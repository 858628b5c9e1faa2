//! The alpha-beta recursion.
//!
//! Every call is one node of the game tree. A node:
//!
//! 1. polls the deadline and the cancel token,
//! 2. asks the board whether it is a leaf,
//! 3. orders its moves,
//! 4. plays each move, reusing a cached subtree score when one
//!    exists and recursing with the roles flipped when not,
//! 5. narrows the window and stops early on a cutoff.
//!
//! # Caching
//!
//! Entries are keyed by the child's remaining depth and check-extension
//! budget. A child score is recorded only when it is exact: nothing was pruned
//! anywhere below it, it is not decisive, and neither the deadline nor a
//! cancellation cut the search short. Decisive scores depend on the exact
//! path that led to them, so nodes above one are never cached either.
//!
//! # Interruption
//!
//! Once the deadline passes or the search is canceled, nodes still finish
//! their move loops, but every child they open is scored as a leaf. The root
//! is never treated as a leaf, so an interrupted search still produces a move.

#[cfg(feature = "instrumentation")]
use tracing::instrument;

use super::state::SearchState;
use super::traits::{GameBoard, MoveOrderer, Player};
use super::DRAW_SCORE;

/// Result of searching one node.
#[derive(Clone, Debug, PartialEq)]
pub struct NodeOutcome<M> {
    pub score: i32,
    pub best_move: Option<M>,
    /// No sibling was pruned and no interruption happened anywhere below.
    pub fully_evaluated: bool,
    /// Number of moves actually searched, in order.
    pub evaluated: usize,
}

/// Searches `moves` for `player` within the `[alpha, beta]` window.
///
/// `moves` is reordered in place by `orderer`. When `scores` is given, the
/// score of the i-th searched move is written to `scores[i]`, lined up with
/// the reordered `moves`.
#[allow(clippy::too_many_arguments)]
#[cfg_attr(feature = "instrumentation", instrument(skip_all))]
pub fn alpha_beta<B, O>(
    board: &mut B,
    player: Player,
    moves: &mut [B::Move],
    mut alpha: i32,
    mut beta: i32,
    state: &mut SearchState<'_>,
    orderer: &O,
    check_extension: bool,
    mut scores: Option<&mut [i32]>,
) -> NodeOutcome<B::Move>
where
    B: GameBoard,
    O: MoveOrderer<B>,
{
    let maximizing = player.is_maximizing();
    let canceled = state.poll();

    let mut outcome = NodeOutcome {
        score: if maximizing { i32::MIN } else { i32::MAX },
        best_move: None,
        fully_evaluated: true,
        evaluated: 0,
    };

    if state.ply() > 0 {
        if let Some(score) = board.terminal_score(player, moves, state, canceled) {
            state.count_node();
            outcome.score = score;
            outcome.fully_evaluated = !canceled;
            return outcome;
        }
    }

    orderer.order_moves(moves, board);
    let move_count = moves.len();

    for (index, game_move) in moves.iter().enumerate() {
        let value = if board.apply_move(game_move) {
            let (value, child_complete) = search_child(
                board,
                player,
                alpha,
                beta,
                state,
                orderer,
                check_extension,
            );
            outcome.fully_evaluated &= child_complete;
            board.undo_move(game_move);
            value
        } else {
            board.undo_move(game_move);
            DRAW_SCORE
        };

        if let Some(slot) = scores.as_deref_mut().and_then(|scores| scores.get_mut(index)) {
            *slot = value;
        }
        outcome.evaluated += 1;

        if maximizing {
            if value > outcome.score {
                outcome.score = value;
                outcome.best_move = Some(game_move.clone());
                if value >= beta {
                    if outcome.evaluated < move_count {
                        outcome.fully_evaluated = false;
                    }
                    break;
                }
                alpha = alpha.max(value);
            }
        } else if value < outcome.score {
            outcome.score = value;
            outcome.best_move = Some(game_move.clone());
            if value <= alpha {
                if outcome.evaluated < move_count {
                    outcome.fully_evaluated = false;
                }
                break;
            }
            beta = beta.min(value);
        }
    }

    if state.is_interrupted() {
        outcome.fully_evaluated = false;
    }
    outcome
}

/// Scores the position reached after `player` moved: from the cache when
/// possible, by recursion otherwise. Returns the score and whether it is
/// exact.
fn search_child<B, O>(
    board: &mut B,
    player: Player,
    alpha: i32,
    beta: i32,
    state: &mut SearchState<'_>,
    orderer: &O,
    check_extension: bool,
) -> (i32, bool)
where
    B: GameBoard,
    O: MoveOrderer<B>,
{
    let opponent = player.opponent();
    let key = board.zobrist_key();
    let extra_info = board.extra_info();
    let extended = check_extension && state.captures_depth() > 0 && board.is_in_check(opponent);

    state.descend(extended);
    let cache = state.cache();

    let probed = cache.and_then(|cache| {
        cache.probe(player, key, extra_info, state.depth(), state.captures_depth())
    });
    let result = match probed {
        Some(score) => (score, true),
        None => {
            let (mut replies, signal) = board.legal_moves(opponent);
            let parent_signal = state.replace_signal(signal);
            let child = alpha_beta(
                board,
                opponent,
                &mut replies,
                alpha,
                beta,
                state,
                orderer,
                check_extension,
                None,
            );
            state.replace_signal(parent_signal);

            let complete = child.fully_evaluated && !board.is_decisive(child.score);
            if complete && !state.is_interrupted() {
                if let Some(cache) = cache {
                    cache.record(
                        player,
                        key,
                        extra_info,
                        child.score,
                        state.depth(),
                        state.captures_depth(),
                    );
                }
            }
            (child.score, complete)
        }
    };

    state.ascend(extended);
    result
}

◆ ◆ ◆ ◆

_EXERCISE PROMPT_
Repeat the entries above verbatim, but only from the line that has "score: if maximizing" down to the line that has "for (index, game_move)", inclusive.

_ANSWER_
        score: if maximizing { i32::MIN } else { i32::MAX },
        best_move: None,
        fully_evaluated: true,
        evaluated: 0,
    };

    if state.ply() > 0 {
        if let Some(score) = board.terminal_score(player, moves, state, canceled) {
            state.count_node();
            outcome.score = score;
            outcome.fully_evaluated = !canceled;
            return outcome;
        }
    }

    orderer.order_moves(moves, board);
    let move_count = moves.len();

    for (index, game_move) in moves.iter().enumerate() {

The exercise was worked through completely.